Dr Dickson Malunda, a development economist and a senior researcher at Ipar, welcomed the ongoing amendments to the current law, saying that the draft code provides for incentives that are targeted unlike the current legislation that had no “significant returns” to the economy.
“It was as if anyone who had a business idea that’s registered at RDB would simply get incentives. This had negative implications to the economy. For investment to pay returns, they should be targeting specific priority sectors,” he said.
Malunda, one of the authors of the Ipar report, added: “To attain self-reliance, as national vision, no money should be foregone. Not all incentives are bad, we simply need to prioritise and make sure we have enough revenue that would accelerate national development.”
Antoine Manzi, the director of advocacy at the Private Sector Federation, says that the current law was unsuitable because it gives equal incentives to all sectors which could have frustrated investors in such priority sectors as mining and construction.
“Some key sectors like mining and construction incurred huge losses due to policies that are not favourable enough such as long term financing and taxation, yet they are considered big GDP contributors in the country,” he said.
Manzi added: “Incentives in the current investment law weren’t streamlined and fair. We hope that the new law will adequately address these issues.”
Kanyonga agrees with this assessment and is optimistic that the draft investment code will make a difference.
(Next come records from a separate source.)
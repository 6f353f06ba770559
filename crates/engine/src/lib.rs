//! Render-thread facade over the tile cache.
//!
//! Thread layout:
//! 1. The thread that owns [`TileEngine`] is the render thread. It alone touches the
//!    active set, the draw list and the texture uploader.
//! 2. `worker_count` fetch threads block on the load queue, call the fetcher and push
//!    results into the bounded loaded buffer. A full buffer blocks them; that is the
//!    only backpressure.
//! 3. Records whose last holder is released from any thread are parked in the release
//!    buffer and torn down by [`TileEngine::frame`] a few at a time.
//!
//! Per frame: upload up to the scheduler's quota of loaded tiles, refresh the draw
//! list if anything became ready, then free up to the release quota.
//! Per view change: visible leaves, ancestors, eviction, draw list.

mod config;
mod draw;
mod loaded;
mod visible;
mod worker;

use std::sync::Arc;

use crossbeam_channel::Sender;
use frame_scheduler::{FrameScheduler, FrameSchedulerInput};
use protocol::{DrawItem, TextureUploader, TileFetcher, TileKey};
use thiserror::Error;
use tiles::{ActiveSet, LoadQueue, ReleaseBuffer, TileError, TileRef, TileState, enforce_capacity};
use tracing::{debug, info, trace, warn};
use view::{MapView, ViewError};

pub use config::{EngineConfig, MAX_WORKER_COUNT};

use draw::DrawList;
use loaded::{LoadedReceiver, loaded_buffer};
use visible::build_visible_set;
use worker::{WorkerContext, WorkerPool};

#[derive(Debug, Error)]
pub enum EngineError {
    #[error("invalid engine configuration: {0}")]
    InvalidConfig(String),
    #[error(transparent)]
    Tile(#[from] TileError),
    #[error(transparent)]
    View(#[from] ViewError),
    #[error("failed to spawn tile worker")]
    SpawnWorker(#[source] std::io::Error),
    #[error("tile engine has been shut down")]
    ShutDown,
}

#[derive(Debug, Clone, Copy, Default, PartialEq, Eq)]
pub struct RebuildReport {
    pub leaves: usize,
    pub leaves_requested: usize,
    pub ancestors_requested: usize,
    pub evicted: usize,
}

#[derive(Debug, Clone, Copy, Default, PartialEq, Eq)]
pub struct FrameReport {
    pub frame_sequence_id: u64,
    pub uploaded: usize,
    /// Loaded tiles dropped because nothing wanted them any more.
    pub orphaned: usize,
    pub upload_failures: usize,
    pub released: usize,
    pub draw_list_refreshed: bool,
}

#[derive(Debug, Clone, Copy, Default, PartialEq, Eq)]
pub struct EngineStats {
    pub resident: usize,
    pub queued: usize,
    pub loaded_pending: usize,
    pub release_pending: usize,
    pub textures: usize,
    pub draw_items: usize,
    pub frames: u64,
    pub released_total: u64,
}

/// A resident record whose holder count disagrees with the structures referencing it.
#[cfg(any(test, feature = "test-helpers"))]
#[derive(Debug, Clone, Copy, PartialEq, Eq)]
pub struct HolderMismatch {
    pub key: TileKey,
    pub expected: usize,
    pub actual: usize,
}

pub struct TileEngine<U: TextureUploader> {
    config: EngineConfig,
    view: MapView,
    uploader: U,
    active: ActiveSet,
    queue: Arc<LoadQueue>,
    releases: Arc<ReleaseBuffer>,
    loaded: LoadedReceiver,
    // Dropped to unblock workers waiting on a full loaded buffer.
    shutdown_signal: Option<Sender<()>>,
    workers: WorkerPool,
    scheduler: FrameScheduler,
    visible: Vec<TileKey>,
    draw_list: DrawList,
    frame_sequence_id: u64,
    live_textures: usize,
    shut_down: bool,
}

impl<U: TextureUploader> TileEngine<U> {
    /// Starts the worker pool and builds the initial visible set.
    pub fn new(
        config: EngineConfig,
        view: MapView,
        fetcher: Arc<dyn TileFetcher>,
        uploader: U,
    ) -> Result<Self, EngineError> {
        config.validate()?;

        let queue = Arc::new(LoadQueue::new());
        let releases = Arc::new(ReleaseBuffer::new());
        let (loaded_sender, loaded, shutdown_signal) = loaded_buffer(config.loaded_buffer_capacity);
        let workers = WorkerPool::spawn(
            config.worker_count,
            WorkerContext {
                queue: Arc::clone(&queue),
                releases: Arc::clone(&releases),
                fetcher,
                loaded: loaded_sender,
            },
        )?;
        info!(
            workers = workers.len(),
            capacity = config.capacity,
            loaded_buffer = config.loaded_buffer_capacity,
            "tile engine started"
        );

        let mut engine = Self {
            active: ActiveSet::with_capacity(config.capacity),
            scheduler: FrameScheduler::new(config.scheduler),
            config,
            view,
            uploader,
            queue,
            releases,
            loaded,
            shutdown_signal: Some(shutdown_signal),
            workers,
            visible: Vec::new(),
            draw_list: DrawList::default(),
            frame_sequence_id: 0,
            live_textures: 0,
            shut_down: false,
        };
        engine.rebuild_visible_set()?;
        Ok(engine)
    }

    pub fn config(&self) -> &EngineConfig {
        &self.config
    }

    pub fn view(&self) -> &MapView {
        &self.view
    }

    pub fn uploader(&self) -> &U {
        &self.uploader
    }

    pub fn set_view(&mut self, view: MapView) -> Result<RebuildReport, EngineError> {
        self.ensure_running()?;
        self.view = view;
        self.rebuild_visible_set()
    }

    pub fn pan_by(&mut self, delta_x: f64, delta_y: f64) -> Result<RebuildReport, EngineError> {
        self.ensure_running()?;
        self.view.pan_by(delta_x, delta_y)?;
        self.rebuild_visible_set()
    }

    pub fn zoom_by(&mut self, delta: f64) -> Result<RebuildReport, EngineError> {
        self.ensure_running()?;
        self.view.zoom_by(delta)?;
        self.rebuild_visible_set()
    }

    pub fn zoom_about_point(
        &mut self,
        delta: f64,
        screen_x: f64,
        screen_y: f64,
    ) -> Result<RebuildReport, EngineError> {
        self.ensure_running()?;
        self.view.zoom_about_point(delta, screen_x, screen_y)?;
        self.rebuild_visible_set()
    }

    pub fn set_viewport(&mut self, width: f64, height: f64) -> Result<RebuildReport, EngineError> {
        self.ensure_running()?;
        self.view.set_viewport(width, height)?;
        self.rebuild_visible_set()
    }

    /// Requests visible tiles and their ancestors, trims the cache and refreshes
    /// the draw list.
    pub fn rebuild_visible_set(&mut self) -> Result<RebuildReport, EngineError> {
        self.ensure_running()?;
        let visible = build_visible_set(
            &self.view,
            self.config.max_zoom,
            &mut self.active,
            &self.queue,
        )?;
        let eviction = enforce_capacity(&mut self.active, &self.queue, &self.releases)?;
        self.visible = visible.leaves;
        self.draw_list
            .rebuild(&self.visible, &self.view, &self.active, &self.releases);

        let report = RebuildReport {
            leaves: self.visible.len(),
            leaves_requested: visible.leaves_requested,
            ancestors_requested: visible.ancestors_requested,
            evicted: eviction.evicted.len(),
        };
        trace!(?report, resident = self.active.len(), "visible set rebuilt");
        Ok(report)
    }

    /// One render-thread tick: upload, refresh, release.
    pub fn frame(&mut self) -> Result<FrameReport, EngineError> {
        self.ensure_running()?;
        self.frame_sequence_id += 1;
        let decision = self.scheduler.schedule_frame(FrameSchedulerInput {
            frame_sequence_id: self.frame_sequence_id,
            pending_uploads: saturating_u32(self.loaded.len()),
            pending_releases: saturating_u32(self.releases.len()),
        });

        let mut report = FrameReport {
            frame_sequence_id: self.frame_sequence_id,
            ..FrameReport::default()
        };
        for _ in 0..decision.uploads_to_process {
            let Some(record) = self.loaded.try_recv() else {
                break;
            };
            self.upload_loaded(record, &mut report);
        }

        if report.uploaded > 0 {
            self.draw_list
                .rebuild(&self.visible, &self.view, &self.active, &self.releases);
            report.draw_list_refreshed = true;
        }

        report.released = self.drain_releases(decision.releases_to_process as usize);
        Ok(report)
    }

    pub fn draw_list(&self) -> &[DrawItem] {
        self.draw_list.items()
    }

    /// Base-zoom tiles of the current view in request order.
    pub fn visible_keys(&self) -> &[TileKey] {
        &self.visible
    }

    pub fn is_resident(&self, key: TileKey) -> bool {
        self.active.contains(&key)
    }

    pub fn tile_state(&self, key: TileKey) -> Option<TileState> {
        self.active.find(&key).map(|record| record.state())
    }

    /// Resident keys, most recent first.
    pub fn resident_keys(&self) -> Vec<TileKey> {
        self.active
            .iter_recent()
            .map(|record| record.key())
            .collect()
    }

    /// Queued keys in fetch order.
    pub fn queued_keys(&self) -> Vec<TileKey> {
        self.queue.keys()
    }

    /// True when no fetch is queued or running and nothing waits for upload.
    pub fn is_idle(&self) -> bool {
        // Workers complete only after handing off, so check the queue first.
        self.queue.is_idle() && self.loaded.len() == 0
    }

    pub fn stats(&self) -> EngineStats {
        EngineStats {
            resident: self.active.len(),
            queued: self.queue.len(),
            loaded_pending: self.loaded.len(),
            release_pending: self.releases.len(),
            textures: self.live_textures,
            draw_items: self.draw_list.items().len(),
            frames: self.frame_sequence_id,
            released_total: self.releases.released_total(),
        }
    }

    /// Compares every resident record's holder count with the structures that
    /// reference it. Only meaningful while [`TileEngine::is_idle`] holds.
    #[cfg(any(test, feature = "test-helpers"))]
    pub fn holder_mismatches(&self) -> Vec<HolderMismatch> {
        self.active
            .iter_recent()
            .filter_map(|record| {
                let key = record.key();
                let expected =
                    1 + usize::from(self.queue.contains(key)) + self.draw_list.holds(key);
                let actual = record.holders();
                (expected != actual).then_some(HolderMismatch {
                    key,
                    expected,
                    actual,
                })
            })
            .collect()
    }

    /// Stops the workers and frees every texture. Runs at most once.
    pub fn shutdown(&mut self) {
        if self.shut_down {
            return;
        }
        self.shut_down = true;
        debug!("tile engine shutting down");

        self.queue.close();
        self.shutdown_signal.take();
        self.workers.join();

        for record in self.queue.drain() {
            self.releases.release(record);
        }
        while let Some(record) = self.loaded.try_recv() {
            self.releases.release(record);
        }
        self.draw_list.clear(&self.releases);
        for record in self.active.drain() {
            self.releases.release(record);
        }
        self.visible.clear();

        let freed = self.drain_releases(usize::MAX);
        if self.live_textures != 0 {
            warn!(
                leaked = self.live_textures,
                "textures still live after tile engine shutdown"
            );
        }
        info!(freed, "tile engine stopped");
    }

    fn ensure_running(&self) -> Result<(), EngineError> {
        if self.shut_down {
            return Err(EngineError::ShutDown);
        }
        Ok(())
    }

    /// `record` carries the loaded buffer's holder, released here in every path.
    fn upload_loaded(&mut self, record: TileRef, report: &mut FrameReport) {
        let key = record.key();
        if record.is_sole_holder() {
            trace!(tile = %key, "dropping loaded tile nobody wants");
            drop(record.take_payload());
            self.releases.release(record);
            report.orphaned += 1;
            return;
        }

        let Some(image) = record.take_payload() else {
            panic!("tile {key} reached the loaded buffer without a payload");
        };
        match self
            .uploader
            .upload(image.width(), image.height(), image.pixels())
        {
            Ok(texture) => {
                record.set_texture(texture);
                record.set_state(TileState::TextureReady);
                self.live_textures += 1;
                report.uploaded += 1;
            }
            Err(error) => {
                warn!(tile = %key, %error, "tile texture upload failed");
                record.set_state(TileState::Failed);
                report.upload_failures += 1;
            }
        }
        self.releases.release(record);
    }

    fn drain_releases(&mut self, max_records: usize) -> usize {
        let uploader = &mut self.uploader;
        let live_textures = &mut self.live_textures;
        self.releases.drain_with(max_records, |record| {
            if let Some(texture) = record.take_texture() {
                uploader.free(texture);
                *live_textures -= 1;
            }
            drop(record.take_payload());
        })
    }
}

impl<U: TextureUploader> Drop for TileEngine<U> {
    fn drop(&mut self) {
        self.shutdown();
    }
}

fn saturating_u32(value: usize) -> u32 {
    u32::try_from(value).unwrap_or(u32::MAX)
}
She said that the main problem with the current law is that it provides for too many “general incentives”.
“We are trying to put more focus on what we consider as strategic investments that are linked to our targets that will help us fast track our development,” she said.
Kanyonga said that for Rwanda to become a middle income, knowledge-based economy, as envisioned in the Vision 2020 blueprint, there should be a structural shift in the economy. “That means moving from agriculture-based economy to a service-based economy, by increasing contribution of service industry to the GDP to above 55 per cent.”
“That’s why there are lots of new financial concepts that are being introduced like private equity, venture capital, mutual funds, among others, to try and incentivise movements into the financial services sectors,” she added.
The RDB official said that energy sector was the biggest beneficiary under the proposed code, owing to its ability to power the economy. “The industries we need to see coming up cannot survive without energy. Energy will continue to be a top priority.”
Defending the bill before the parliamentary committee, Francis Gatare, the CEO of RDB, said the proposed incentives will, among others, help government to achieve its energy target of at least 563MW on the national grid by 2017.
The country currently produces 155MW, with several major projects, including for energy imports, in the pipeline.
The law will also provide for tax holidays of up to seven years of huge investments, ranging from $50 million initial investment, in defined priority sectors.
Energy projects that will generate at least 25MW will have seven years of taxi holiday, among other incentives while micro finance institutions are also expected to benefit from a five-year tax holiday, according to the draft law.
“We are hopeful that Parliament will approve these new amendments as soon as possible. All stakeholders, including the private sector, have been extensively consulted to ensure that this law responds to the reality on the ground,” said Kanyonga.
Connie Bwiza, the chairperson of the Committee on Economy and Trade, said an investment-friendly law is vital for the attainment of the national development goals. Her comments were echoed by MP Emmanuel Mudidi. “All we are looking at is having a law that is comprehensive enough and investment-friendly.”